Investment Funds and Exchanges
- Crypto funds face increased scrutiny. Recognizing that funds established solely to invest in one or more cryptocurrencies are a novel business model, Canadian securities regulators have mandated increased reporting requirements and conditions for the registration of such investment funds. While several Canadian cryptocurrency investment funds have been granted an investment fund registration, none have been authorized to go beyond trading in established cryptocurrencies such as bitcoin and ether. Prior approval of the applicable regulator must be sought before a fund may invest in any alternative currencies or “altcoins,” likely due, in part, to custodial and valuation concerns. Investment funds that wish to deal in altcoins may be subject to further requirements, depending on whether these assets are considered securities. Regulators are also entertaining whether additional qualifications (such as computer science training) should be required for funds investing in crypto assets.
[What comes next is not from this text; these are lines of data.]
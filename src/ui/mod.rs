pub mod app;
pub mod chat_panel;
pub mod settings;
pub mod settings_io;
pub mod suspect_panel;
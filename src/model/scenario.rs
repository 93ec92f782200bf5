use crate::model::suspect::Suspect;

/// Synthetic Player instruction that opens the case. Sent to the narrator
/// once, never shown in the log.
pub const OPENING_PROMPT: &str =
    "Introduce the crime scene at Vanguard Estate and the three suspects present.";

/// Stands in for the player's words when a clue photo is sent without text.
pub const CLUE_PROMPT: &str = "I found this clue at the scene. What do you make of it?";

/// Shown when the model answers with nothing usable.
pub const SILENT_REPLY: &str = "The shadows remain silent...";

/// Shown in place of any failed narrator call. The one error surface.
pub const CONNECTION_LOST: &str = "A sudden static fills your mind... (Connection Error)";

pub const CASE_TITLE: &str = "MIDNIGHT MANOR";
pub const CASE_NUMBER: &str = "Case #1924-A";
pub const CASE_TAGLINE: &str =
    "\"The rain hasn't stopped, and neither has the pulse of the killer among us.\"";
pub const CASE_OBJECTIVE: &str = "Gather evidence, interrogate the household, and present an \
Accusation Report to the Dungeon Master when you're ready to close the case.";

/// Persona directive prepended to every narrator request. Carries the
/// scenario, the suspects' secrets and the accusation rule; it is never part
/// of the visible log.
pub const NARRATOR_PERSONA: &str = r#"You are the "Dungeon Master" of a dynamic, multimodal murder mystery game set in "Vanguard Estate", a 1920s-style mansion.

SCENARIO: Lord Harrington has been murdered in his locked study during a blackout.
SUSPECTS:
1. Arthur (The Butler): Stoic, observant, seemingly loyal. Secret: He was being fired that morning.
2. Evelyn (The Niece): Estranged, debt-ridden, sharp-tongued. Secret: She forged her uncle's will.
3. Dr. Aris (The Partner): Nervous scientist. Secret: Harrington was going to expose his fraudulent research.

RULES:
- You play all NPCs. Respond as them in dialogue or as the DM describing scenes.
- Use a suspenseful, noir-inspired tone.
- If the player uploads an image, interpret it as a "clue" found at the scene. Explain its relevance to the case or a suspect's alibi.
- Do not reveal the culprit (Dr. Aris poisoned the brandy, but Arthur moved the glass) until a formal Accusation Report is presented.
- Keep responses concise but atmospheric. Use Markdown for emphasis.

When responding to an accusation, judge it based on logical consistency with the clues provided during the game."#;

/// The fixed roster present at the estate on the night of the murder.
pub fn manor_suspects() -> Vec<Suspect> {
    vec![
        Suspect {
            id: "1".into(),
            name: "Arthur".into(),
            role_label: "The Butler".into(),
            description: "A man of few words, his hands slightly tremble when he pours the tea."
                .into(),
            portrait: "portraits/butler".into(),
        },
        Suspect {
            id: "2".into(),
            name: "Evelyn".into(),
            role_label: "The Niece".into(),
            description:
                "Dripping in diamonds but drowning in gambling debts. She looks bored by the tragedy."
                    .into(),
            portrait: "portraits/niece".into(),
        },
        Suspect {
            id: "3".into(),
            name: "Dr. Aris".into(),
            role_label: "The Partner".into(),
            description:
                "Adjusting his spectacles constantly. He carries a leather briefcase he refuses to open."
                    .into(),
            portrait: "portraits/doctor".into(),
        },
    ]
}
- Custodial challenges. Due to the “bearer-form”-like nature of many cryptocurrencies, holders of this new asset class are familiar with balancing competing needs for secure storage and expedient access. Securities laws impose heightened custodial standards on investment funds’ asset storage. Promoters of crypto investment funds should anticipate a dialogue with regulators prior to launch, especially those contemplating altcoin holdings, where sourcing adequate service providers may prove challenging.
- Valuation and volatility. Prospective fund operators should anticipate establishing a robust valuation methodology for the crypto assets they intend to hold. Regulators are likely to consider the volatility and valuation sources of underlying assets in assessing whether the fund itself can satisfy its valuation and reporting obligations to investors.
- Facilitating and filtering transfers. The ability to transfer and dispose of tokens, whether by trading, spending or “burning,” is ubiquitous among crypto asset platforms. Sophisticated platforms may help connect holders to facilitate token transfers, or may filter prospective buyers. For securities tokens, facilitating and filtering may trigger rules applicable to securities exchanges, other marketplaces or investment dealers. Parties interested in setting up these platforms should engage legal advisers early in the process to design around hurdles, line up required licences or initiate a dialogue with regulators.